I’m not talking about a full season 4 in the way it was originally planned, although I do spend time thinking about what would have happened in that scenario. Would Sol Star have been mayor? Would Doc Cochrane have died from the tuberculosis he’s made an unbelievable recovery from by the time of the movie? Would Harry Manning have been proven right about fire safety and the camp set ablaze? Would the theatre troupe have done anything interesting?! I can’t help myself but theorise, but in terms of the movie we got I think it would have worked better as a very short mini-series of just 4 or 5 episodes. I understand the cost negates any benefit of the endeavour, but at times the film did feel like a collection of the most important scenes from a season of television edited together into a manageable runtime. It did feel weird to have characters go to sleep in the movie and then the next scene is them waking up. The episodes of the show almost always take place over a day, starting at dawn and ending at night, so seeing multiple days transpire was a shock to the system. A miniseries would also mean certain characters could arrive in camp at different times. The most unbelievable thing about the film is Jane, Hearst and Alma all arriving in Deadwood for the first time in years on the exact same day for different reasons. Alma doesn’t even have a good reason and arrives due to unseen business with the bank, though I suspect the thought of seeing Bullock again played a part.

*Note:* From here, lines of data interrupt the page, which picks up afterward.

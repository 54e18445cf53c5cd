use std::collections::HashMap;

use anyhow::Result;
use async_channel::{Receiver, Sender};
use tracing::{debug, trace};

use crate::types::token::PipelineCancellationToken;
use crate::types::{ObjectEntry, ObjectPair};

/// Pairs up the source and destination inventories into three streams:
/// entries present only in the source, entries present only in the
/// destination, and common pairs. Entries are keyed by their root-relative
/// key.
pub struct InventoryDiffer {
    cancellation_token: PipelineCancellationToken,
}

impl InventoryDiffer {
    pub fn new(cancellation_token: PipelineCancellationToken) -> Self {
        Self { cancellation_token }
    }

    pub async fn diff(
        &self,
        source: Receiver<ObjectEntry>,
        destination: Receiver<ObjectEntry>,
        only_source: Sender<ObjectEntry>,
        only_destination: Sender<ObjectEntry>,
        common: Sender<ObjectPair>,
    ) -> Result<()> {
        trace!("inventory differ has started.");

        let Some(mut destination_map) = self.aggregate_destination(destination).await else {
            debug!("inventory differ has been cancelled.");
            return Ok(());
        };

        loop {
            tokio::select! {
                recv_result = source.recv() => {
                    match recv_result {
                        Ok(source_entry) => {
                            match destination_map.remove(&source_entry.key) {
                                Some(destination_entry) => {
                                    let pair = ObjectPair {
                                        source: source_entry,
                                        destination: destination_entry,
                                    };
                                    if !self.send(&common, pair).await {
                                        return Ok(());
                                    }
                                }
                                None => {
                                    if !self.send(&only_source, source_entry).await {
                                        return Ok(());
                                    }
                                }
                            }
                        },
                        Err(_) => {
                            // source inventory drained
                            break;
                        }
                    }
                },
                _ = self.cancellation_token.cancelled() => {
                    debug!("inventory differ has been cancelled.");
                    return Ok(());
                }
            }
        }

        for destination_entry in destination_map.into_values() {
            if !self.send(&only_destination, destination_entry).await {
                return Ok(());
            }
        }

        trace!("inventory differ has been completed.");
        Ok(())
    }

    // Returns None on cancellation.
    async fn aggregate_destination(
        &self,
        destination: Receiver<ObjectEntry>,
    ) -> Option<HashMap<String, ObjectEntry>> {
        let mut destination_map = HashMap::new();

        loop {
            tokio::select! {
                recv_result = destination.recv() => {
                    match recv_result {
                        Ok(entry) => {
                            destination_map.insert(entry.key.clone(), entry);
                        },
                        Err(_) => {
                            return Some(destination_map);
                        }
                    }
                },
                _ = self.cancellation_token.cancelled() => {
                    return None;
                }
            }
        }
    }

    // Returns false when cancelled or the consumer is gone.
    async fn send<T>(&self, sender: &Sender<T>, value: T) -> bool {
        tokio::select! {
            send_result = sender.send(value) => send_result.is_ok(),
            _ = self.cancellation_token.cancelled() => {
                debug!("inventory differ has been cancelled.");
                false
            }
        }
    }
}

So, Deadwood ends with Al’s death (though it can be argued whether it occurred in the final moments of the film or if he’s still alive as the credits roll) and the birth of Trixie and Sol’s baby as the camp comes together to celebrate and see in the future on their own terms. It’s a great ending, and one I enjoy the more I think about it, and yet I think I may enjoy the ending of season 3 even more. Maybe it’s just the pessimist in me but I think the darker and more cynical ending of the show, where the camp still rallies together but is ultimately taken advantage of and controlled by outside political forces, is the more fitting. But I can see my opinion on that changing. Either way, I think the film is different enough from the show that both endings hold weight, and the film works as Deadwood’s epilogue while season 3 can still be seen as the ending. Whichever side you come down on, surely, we can all agree that the film is worthy of existence just for that scene where EB Farnum uses a telephone alone.

Have you seen the Deadwood movie? What do you think of it and do you prefer the film’s ending or season 3’s ending? Let me know in the comments and geek out with me about TV, movies and video-games on Twitter @kylebrrtt.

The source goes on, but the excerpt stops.